铃鹿莓有些心虚,借着靠在他怀里,低头的动作有些慌。
时透无一郎现在还以为,现在能再遇见她,是当时她带着满身毒,让无惨食物中毒后的转世。
还是好好捂着马甲过日子吧。
铃鹿莓抱住时透无一郎纤细有力的腰肢,捏了捏,得到某人命运的揪后颈后,扑腾着回到自己的座位。
她知道,这人要是有心情揪自己命运的后颈,就代表现在恢复过来了。
她揉着脖子。
也不知道为什么,时透无一郎自从成年后就开始a起来了,不是说他以前就像小男孩的意思,而是他就是小男孩。
和那时候的他相处,就像是和一杯橙汁。甜的,无公害,积极正面。
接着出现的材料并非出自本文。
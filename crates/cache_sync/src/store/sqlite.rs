//! SQLite-backed record store.
//!
//! Records live in one `forecast` table keyed by `(place, date)`. A replace
//! runs as a single transaction, and the committed set is pushed to the
//! place's watch channel while the connection lock is still held so
//! observers see replaces in commit order.

use std::fmt;
use std::path::{Path, PathBuf};
use std::sync::{Mutex, MutexGuard};

use common::{Error, ForecastRecord};
use dashmap::DashMap;
use rusqlite::{params, Connection};
use tokio::sync::watch;
use tracing::debug;

use super::{normalize_batch, RecordStore};

const SCHEMA: &str = "
CREATE TABLE IF NOT EXISTS forecast (
    place       TEXT    NOT NULL,
    date        INTEGER NOT NULL,
    ave_temp    REAL    NOT NULL,
    pressure    INTEGER NOT NULL,
    humidity    INTEGER NOT NULL,
    description TEXT    NOT NULL DEFAULT '',
    fetched_at  INTEGER NOT NULL,
    PRIMARY KEY (place, date)
);
";

pub struct SqliteStore {
    path: Option<PathBuf>,
    conn: Mutex<Connection>,
    feeds: DashMap<String, watch::Sender<Vec<ForecastRecord>>>,
}

impl fmt::Debug for SqliteStore {
    fn fmt(&self, f: &mut fmt::Formatter<'_>) -> fmt::Result {
        f.debug_struct("SqliteStore")
            .field("path", &self.path)
            .field("watched_places", &self.feeds.len())
            .finish_non_exhaustive()
    }
}

fn store_err(context: &str, err: rusqlite::Error) -> Error {
    Error::Store(format!("{context}: {err}"))
}

impl SqliteStore {
    /// Open (or create) a database file.
    pub fn open<P: AsRef<Path>>(path: P) -> Result<Self, Error> {
        let path = path.as_ref();
        let conn = Connection::open(path).map_err(|e| {
            store_err(&format!("failed to open SQLite database at {}", path.display()), e)
        })?;
        Self::with_connection(conn, Some(path.to_path_buf()))
    }

    /// Private in-memory database, mostly for tests.
    pub fn open_in_memory() -> Result<Self, Error> {
        let conn = Connection::open_in_memory()
            .map_err(|e| store_err("failed to open in-memory SQLite database", e))?;
        Self::with_connection(conn, None)
    }

    fn with_connection(conn: Connection, path: Option<PathBuf>) -> Result<Self, Error> {
        conn.execute_batch(SCHEMA)
            .map_err(|e| store_err("failed to create schema", e))?;
        Ok(Self {
            path,
            conn: Mutex::new(conn),
            feeds: DashMap::new(),
        })
    }

    fn lock(&self) -> Result<MutexGuard<'_, Connection>, Error> {
        self.conn
            .lock()
            .map_err(|_| Error::Store("connection lock poisoned".into()))
    }
}

fn load_records(conn: &Connection, place: &str) -> Result<Vec<ForecastRecord>, Error> {
    let mut stmt = conn
        .prepare_cached(
            "SELECT place, date, ave_temp, pressure, humidity, description, fetched_at
             FROM forecast WHERE place = ?1 ORDER BY date",
        )
        .map_err(|e| store_err("failed to prepare select", e))?;

    let rows = stmt
        .query_map(params![place], |row| {
            Ok(ForecastRecord {
                place: row.get(0)?,
                date: row.get(1)?,
                average_temperature: row.get(2)?,
                pressure: row.get(3)?,
                humidity: row.get(4)?,
                description: row.get(5)?,
                fetched_at: row.get(6)?,
            })
        })
        .map_err(|e| store_err("failed to query records", e))?;

    rows.collect::<Result<Vec<_>, _>>()
        .map_err(|e| store_err("failed to read record row", e))
}

impl RecordStore for SqliteStore {
    fn get_records(&self, place: &str) -> Result<Vec<ForecastRecord>, Error> {
        let conn = self.lock()?;
        load_records(&conn, place)
    }

    fn watch(&self, place: &str) -> Result<watch::Receiver<Vec<ForecastRecord>>, Error> {
        if let Some(tx) = self.feeds.get(place) {
            return Ok(tx.subscribe());
        }
        // Seed under the connection lock so a concurrent replace cannot slip
        // between the read and the channel insert.
        let conn = self.lock()?;
        let current = load_records(&conn, place)?;
        let tx = self
            .feeds
            .entry(place.to_string())
            .or_insert_with(|| watch::channel(current).0);
        Ok(tx.subscribe())
    }

    fn has_fresh_data(&self, place: &str, count: i64, cutoff: i64) -> Result<bool, Error> {
        if count <= 0 {
            return Ok(true);
        }
        let conn = self.lock()?;
        let (selected, fresh): (i64, i64) = conn
            .query_row(
                "SELECT COUNT(*), COALESCE(SUM(fetched_at >= ?3), 0)
                 FROM (SELECT fetched_at FROM forecast WHERE place = ?1 ORDER BY date LIMIT ?2)",
                params![place, count, cutoff],
                |row| Ok((row.get(0)?, row.get(1)?)),
            )
            .map_err(|e| store_err("failed to check freshness", e))?;
        Ok(selected == count && fresh == count)
    }

    fn replace_all(&self, place: &str, records: Vec<ForecastRecord>) -> Result<(), Error> {
        let records = normalize_batch(place, records);
        let mut conn = self.lock()?;

        let tx = conn
            .transaction()
            .map_err(|e| store_err("failed to begin transaction", e))?;
        tx.execute("DELETE FROM forecast WHERE place = ?1", params![place])
            .map_err(|e| store_err("failed to clear place", e))?;
        {
            let mut insert = tx
                .prepare_cached(
                    "INSERT INTO forecast
                     (place, date, ave_temp, pressure, humidity, description, fetched_at)
                     VALUES (?1, ?2, ?3, ?4, ?5, ?6, ?7)",
                )
                .map_err(|e| store_err("failed to prepare insert", e))?;
            for r in &records {
                insert
                    .execute(params![
                        r.place,
                        r.date,
                        r.average_temperature,
                        r.pressure,
                        r.humidity,
                        r.description,
                        r.fetched_at
                    ])
                    .map_err(|e| store_err("failed to insert record", e))?;
            }
        }
        tx.commit()
            .map_err(|e| store_err("failed to commit replace", e))?;

        debug!("Replaced {} records for {:?}", records.len(), place);

        if let Some(feed) = self.feeds.get(place) {
            feed.send_replace(records);
        }
        Ok(())
    }
}
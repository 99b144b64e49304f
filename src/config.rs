//! Configuration loader — merges env vars, .env file, and config.toml.

use std::path::Path;

use common::config::{AppConfig, StoreBackend};
use common::Error;

fn parse_non_negative_u64(raw: &str, env_name: &str) -> Result<u64, Error> {
    raw.trim()
        .parse::<u64>()
        .map_err(|_| Error::Config(format!("{env_name} must be an integer >= 0")))
}

fn parse_positive_i64(raw: &str, env_name: &str) -> Result<i64, Error> {
    let parsed = raw
        .trim()
        .parse::<i64>()
        .map_err(|_| Error::Config(format!("{env_name} must be an integer > 0")))?;
    if parsed <= 0 {
        return Err(Error::Config(format!("{env_name} must be an integer > 0")));
    }
    Ok(parsed)
}

fn parse_bool(raw: &str) -> bool {
    let lowered = raw.trim().to_ascii_lowercase();
    lowered != "0" && lowered != "false" && lowered != "no" && lowered != "off"
}

pub fn parse_backend(raw: &str) -> Result<StoreBackend, Error> {
    match raw.trim().to_ascii_lowercase().as_str() {
        "memory" | "mem" => Ok(StoreBackend::Memory),
        "sqlite" => Ok(StoreBackend::Sqlite),
        _ => Err(Error::Config(
            "store backend must be one of: memory, sqlite".into(),
        )),
    }
}

pub fn validate_config(config: &AppConfig) -> Result<(), Error> {
    let mut issues: Vec<String> = Vec::new();

    let base = config.api_base_url.trim();
    if base.is_empty() {
        issues.push("api_base_url must not be empty".into());
    } else if !(base.starts_with("http://") || base.starts_with("https://")) {
        issues.push("api_base_url must start with http:// or https://".into());
    }
    if config.default_count <= 0 {
        issues.push("default_count must be > 0".into());
    }
    if !matches!(config.units.as_str(), "metric" | "imperial" | "standard") {
        issues.push("units must be one of: metric, imperial, standard".into());
    }
    if config.cache.channel_capacity == 0 {
        issues.push("cache.channel_capacity must be > 0".into());
    }
    if config.store.backend == StoreBackend::Sqlite && config.store.path.as_os_str().is_empty() {
        issues.push("store.path is required for the sqlite backend".into());
    }

    if issues.is_empty() {
        Ok(())
    } else {
        Err(Error::Config(format!(
            "Invalid config:\n - {}",
            issues.join("\n - ")
        )))
    }
}

/// Apply environment overrides. `lookup` is `std::env::var` in production.
pub fn apply_env_overrides<F>(config: &mut AppConfig, lookup: F) -> Result<(), Error>
where
    F: Fn(&str) -> Option<String>,
{
    if let Some(key) = lookup("OWM_API_KEY") {
        config.api_key = key.trim().to_string();
    }
    if let Some(url) = lookup("OWM_BASE_URL") {
        config.api_base_url = url.trim().trim_end_matches('/').to_string();
    }
    if let Some(units) = lookup("FORECAST_UNITS") {
        config.units = units.trim().to_ascii_lowercase();
    }
    if let Some(raw) = lookup("FORECAST_DEFAULT_COUNT") {
        config.default_count = parse_positive_i64(&raw, "FORECAST_DEFAULT_COUNT")?;
    }
    if let Some(raw) = lookup("FORECAST_CACHE_TIMEOUT_SECS") {
        config.cache.timeout_secs = parse_non_negative_u64(&raw, "FORECAST_CACHE_TIMEOUT_SECS")?;
    }
    if let Some(raw) = lookup("FORECAST_SERIALIZE_PER_PLACE") {
        config.cache.serialize_per_place = parse_bool(&raw);
    }
    if let Some(raw) = lookup("FORECAST_STORE") {
        config.store.backend = parse_backend(&raw)?;
    }
    if let Some(path) = lookup("FORECAST_DB_PATH") {
        config.store.path = path.trim().into();
    }
    Ok(())
}

/// Load configuration from `.env`, an optional TOML file, and environment.
pub fn load_config(config_path: Option<&Path>) -> Result<AppConfig, Error> {
    // 1. Load .env file from project root or parent directories.
    if let Err(e) = dotenvy::dotenv() {
        tracing::debug!("No .env file loaded: {}", e);
    }

    // 2. Start with defaults, then the config file if there is one.
    let mut config = AppConfig::default();
    let path = config_path.unwrap_or_else(|| Path::new("config.toml"));
    if path.exists() {
        let contents = std::fs::read_to_string(path)
            .map_err(|e| Error::Config(format!("Failed to read {}: {}", path.display(), e)))?;
        config = toml::from_str(&contents)
            .map_err(|e| Error::Config(format!("Failed to parse {}: {}", path.display(), e)))?;
    } else if config_path.is_some() {
        return Err(Error::Config(format!(
            "Config file {} does not exist",
            path.display()
        )));
    }

    // 3. Environment variables take priority.
    apply_env_overrides(&mut config, |name| std::env::var(name).ok())?;

    validate_config(&config)?;
    Ok(config)
}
不是说不好,就是有一点弟弟的味道。
现在的时透无一郎,个子直奔185cm,衣柜各种衬衫,连帽衫,甚至上次铃鹿莓还在他衣柜翻到了一件西装。
每天穿着灰色衬衫,西裤往外走,手臂上完美的线条和青色的血管莫名让铃鹿莓鼻子有点热。
她很高兴自己未来的伴侣是一个不论是普世上来说还是各种刁钻的角度来讲,都是超级无敌大帅哥!
对着这样的脸吃饭,她会高兴地多喝一碗汤。
第十七题,对无理取闹的定义。
铃鹿莓自豪举手,“我!”
时透无一郎好笑地勾起唇,替她解释,“小莓思维很活跃,同时行动力超强,也很有目标,会同一时间执行多件事情。而且她也会替人考虑,如果对方不情愿或者有事情,她也不会强求。”
铃鹿莓疯狂点头。
第十八题,谈过几段恋爱。
铃鹿莓和时透无一郎同时,“我们是彼此的初恋!”
第十九题,婚后会接受对方去fs店吗?
铃鹿莓斩钉截铁,“不可能!”
她抿了抿唇,还是坚决“如果一旦表现出这种意图,不管我多么喜欢,多么有认真,这件事情不行就是不行,而且我会立刻断绝所有关系,搬家,体检什么的。”
时透无一郎赞同,“我们之间只需要对方就足够了,别人对我们来说是一种毁灭式的打击,而且婚后去fs店,是一种出轨吧,这种行为我认为有良知的男女性都不应该犯。”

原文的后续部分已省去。